# Your goal
Count how many lines of the data below contain the string "minutes"; the reply should be that number alone.

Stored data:
────────────────────────────────────────

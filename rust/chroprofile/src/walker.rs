//! Scan-by-scan extension of a profile around its master scan.

use tracing::trace;

use crate::errors::Result;
use crate::matching::{
    EnvelopeMatcher,
    passes_correlation,
};
use crate::models::{
    ChromatographProfile,
    ExtractionSettings,
    ProfileScan,
};
use crate::scan_index::ScanIndex;
use crate::traits::{
    ProgressReporter,
    RawReader,
};

/// Slack on the retention time window comparison, so a scan sitting exactly
/// on the window edge is not lost to rounding of the retention times.
const RETENTION_TIME_EPSILON: f64 = 1e-9;

/// Index of the master scan of `profile`.
///
/// Profiles with a retention time use the first MS1 scan at or after it,
/// profiles without one use the MS1 scan preceding the identified scan.
pub fn master_index_for<R: RawReader>(
    index: &ScanIndex<R>,
    profile: &ChromatographProfile,
) -> Option<usize> {
    if profile.has_retention_time() {
        index.master_scan_index_for(profile.identified_retention_time)
    } else {
        index.master_scan_index_for_scan(profile.identified_scan)
    }
}

#[derive(Debug, Clone, Copy, PartialEq, Eq)]
enum Direction {
    Backward,
    Forward,
}

pub struct ProfileWalker<'a, M: EnvelopeMatcher + ?Sized> {
    matcher: &'a M,
    settings: &'a ExtractionSettings,
}

impl<'a, M: EnvelopeMatcher + ?Sized> ProfileWalker<'a, M> {
    pub fn new(matcher: &'a M, settings: &'a ExtractionSettings) -> Self {
        Self { matcher, settings }
    }

    /// Fills `profile.profiles` starting from the scan at `master_index`.
    ///
    /// Leaves the profile empty when the master scan itself does not match or
    /// `master_index` is outside the index. A cancellation request aborts the walk with `Cancelled` and the
    /// profile is left untouched.
    pub fn walk<R: RawReader>(
        &self,
        index: &mut ScanIndex<R>,
        profile: &mut ChromatographProfile,
        master_index: usize,
        progress: &dyn ProgressReporter,
    ) -> Result<()> {
        progress.check_cancelled()?;
        if master_index >= index.len() {
            profile.profiles.clear();
            return Ok(());
        }
        let Some(mut master) = self.match_at(index, profile, master_index)? else {
            trace!(
                "No envelope of {} at master scan {}",
                profile.peptide_id,
                index.record(master_index).scan
            );
            profile.profiles.clear();
            return Ok(());
        };
        master.identified = true;
        let master_rt = master.retention_time;

        let mut backward =
            self.extend(index, profile, master_index, master_rt, Direction::Backward, progress)?;
        let forward =
            self.extend(index, profile, master_index, master_rt, Direction::Forward, progress)?;

        backward.reverse();
        backward.push(master);
        backward.extend(forward);
        profile.profiles = backward;
        Ok(())
    }

    fn extend<R: RawReader>(
        &self,
        index: &mut ScanIndex<R>,
        profile: &ChromatographProfile,
        master_index: usize,
        master_rt: f64,
        direction: Direction,
        progress: &dyn ProgressReporter,
    ) -> Result<Vec<ProfileScan>> {
        let mut out = Vec::new();
        let mut current = master_index;
        loop {
            current = match direction {
                Direction::Backward if current == 0 => break,
                Direction::Backward => current - 1,
                Direction::Forward if current + 1 >= index.len() => break,
                Direction::Forward => current + 1,
            };
            progress.check_cancelled()?;

            let gap = (index.record(current).retention_time - master_rt).abs();
            if gap > self.settings.retention_time_window + RETENTION_TIME_EPSILON {
                break;
            }
            match self.match_at(index, profile, current)? {
                Some(scan) => out.push(scan),
                None => break,
            }
        }
        Ok(out)
    }

    fn match_at<R: RawReader>(
        &self,
        index: &mut ScanIndex<R>,
        profile: &ChromatographProfile,
        scan_index: usize,
    ) -> Result<Option<ProfileScan>> {
        let record = index.load(scan_index)?;
        let found = self.matcher.find(
            record,
            profile,
            self.settings.mz_tolerance_ppm,
            self.settings.profile_length,
        );
        Ok(found.filter(|scan| {
            passes_correlation(
                scan,
                &profile.isotopic_reference,
                self.settings.minimum_correlation,
            )
        }))
    }
}

#[cfg(test)]
pub(crate) mod tests {
    use super::*;
    use crate::data_sources::{
        InMemoryRawFile,
        InMemorySpectrum,
    };
    use crate::errors::ChroProfileError;
    use crate::matching::PpmEnvelopeMatcher;
    use crate::models::Peak;
    use crate::models::identification::sample_identification;
    use crate::traits::CancellationFlag;

    /// Peaks of an ideal envelope of `profile`, scaled by `scale`.
    pub(crate) fn envelope_peaks(profile: &ChromatographProfile, scale: f32) -> Vec<Peak> {
        let reference = profile.isotopic_reference.intensities();
        profile
            .isotope_mzs(reference.len())
            .into_iter()
            .zip(reference.iter())
            .map(|(mz, rel)| Peak::new(mz, *rel as f32 * scale))
            .collect()
    }

    /// MS1 scans every 0.05 minutes (scan `k` at `k / 20` minutes), each with
    /// the full envelope of `profile` when `has_envelope(k)` holds.
    pub(crate) fn synthetic_run(
        profile: &ChromatographProfile,
        num_scans: u32,
        has_envelope: impl Fn(u32) -> bool,
    ) -> InMemoryRawFile {
        let spectra = (0..num_scans)
            .map(|k| InMemorySpectrum {
                scan: k + 1,
                ms_level: 1,
                retention_time: k as f64 / 20.0,
                peaks: if has_envelope(k) {
                    envelope_peaks(profile, 1000.0)
                } else {
                    vec![Peak::new(150.0, 10.0)]
                },
            })
            .collect();
        InMemoryRawFile::new(spectra)
    }

    fn profile_at(retention_time: f64) -> ChromatographProfile {
        ChromatographProfile::from_identification(
            &sample_identification(retention_time, 0),
            &ExtractionSettings::default(),
        )
    }

    fn settings(window: f64) -> ExtractionSettings {
        ExtractionSettings {
            retention_time_window: window,
            ..Default::default()
        }
    }

    fn walk(
        profile: &mut ChromatographProfile,
        file: InMemoryRawFile,
        settings: &ExtractionSettings,
        progress: &dyn ProgressReporter,
    ) -> Result<()> {
        let mut index = ScanIndex::build(file).unwrap();
        let master = master_index_for(&index, profile).unwrap();
        ProfileWalker::new(&PpmEnvelopeMatcher, settings).walk(&mut index, profile, master, progress)
    }

    #[test]
    fn test_window_bounds_the_walk() {
        let mut profile = profile_at(10.0);
        let file = synthetic_run(&profile, 401, |_| true);
        walk(&mut profile, file, &settings(0.5), &CancellationFlag::new()).unwrap();

        assert_eq!(profile.scan_count(), 21);
        let identified: Vec<u32> = profile
            .profiles
            .iter()
            .filter(|p| p.identified)
            .map(|p| p.scan)
            .collect();
        // scan k + 1 sits at k / 20 minutes
        assert_eq!(identified, vec![201]);
        assert_eq!(profile.profiles.first().unwrap().scan, 191);
        assert_eq!(profile.profiles.last().unwrap().scan, 211);
        assert!(profile.profiles.windows(2).all(|w| w[0].scan < w[1].scan));
    }

    #[test]
    fn test_identification_after_last_scan() {
        let mut profile = profile_at(50.0);
        let file = synthetic_run(&profile, 401, |_| true);
        walk(&mut profile, file, &settings(0.5), &CancellationFlag::new()).unwrap();

        assert_eq!(profile.master_scan(), Some(401));
        assert_eq!(profile.profiles.last().unwrap().scan, 401);
        assert_eq!(profile.scan_count(), 11);
    }

    #[test]
    fn test_walk_stops_at_first_miss() {
        let mut profile = profile_at(10.0);
        // envelope between 9.8 and 10.1 minutes only
        let file = synthetic_run(&profile, 401, |k| (196..=202).contains(&k));
        walk(&mut profile, file, &settings(2.0), &CancellationFlag::new()).unwrap();

        let scans: Vec<u32> = profile.profiles.iter().map(|p| p.scan).collect();
        assert_eq!(scans, (197..=203).collect::<Vec<u32>>());
    }

    #[test]
    fn test_unmatched_master_gives_empty_profile() {
        let mut profile = profile_at(10.0);
        let file = synthetic_run(&profile, 401, |k| k != 200);
        walk(&mut profile, file, &settings(2.0), &CancellationFlag::new()).unwrap();
        assert!(profile.profiles.is_empty());
        assert_eq!(profile.master_scan(), None);
    }

    #[test]
    fn test_master_outside_the_index_gives_empty_profile() {
        let mut profile = profile_at(10.0);
        let mut index = ScanIndex::build(synthetic_run(&profile, 20, |_| true)).unwrap();
        ProfileWalker::new(&PpmEnvelopeMatcher, &settings(0.5))
            .walk(&mut index, &mut profile, 20, &CancellationFlag::new())
            .unwrap();
        assert!(profile.profiles.is_empty());
    }

    #[test]
    fn test_poorly_correlated_scan_ends_the_walk() {
        let mut profile = profile_at(10.0);
        let mut spectra: Vec<InMemorySpectrum> = (0..401)
            .map(|k| InMemorySpectrum {
                scan: k + 1,
                ms_level: 1,
                retention_time: k as f64 / 20.0,
                peaks: envelope_peaks(&profile, 1000.0),
            })
            .collect();
        // inverted envelope two scans after the master
        for peak in spectra[202].peaks.iter_mut() {
            peak.intensity = 1000.0 - peak.intensity + 1.0;
        }
        let file = InMemoryRawFile::new(spectra);
        walk(&mut profile, file, &settings(0.5), &CancellationFlag::new()).unwrap();

        assert_eq!(profile.profiles.last().unwrap().scan, 202);
        assert_eq!(profile.profiles.first().unwrap().scan, 191);
    }

    #[test]
    fn test_cancellation_aborts_the_walk() {
        let mut profile = profile_at(10.0);
        let file = synthetic_run(&profile, 401, |_| true);
        let flag = CancellationFlag::new();
        flag.cancel();
        let err = walk(&mut profile, file, &settings(0.5), &flag).unwrap_err();
        assert!(matches!(err, ChroProfileError::Cancelled));
        assert!(profile.profiles.is_empty());
    }
}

────────────────────────────────────────

# Output
3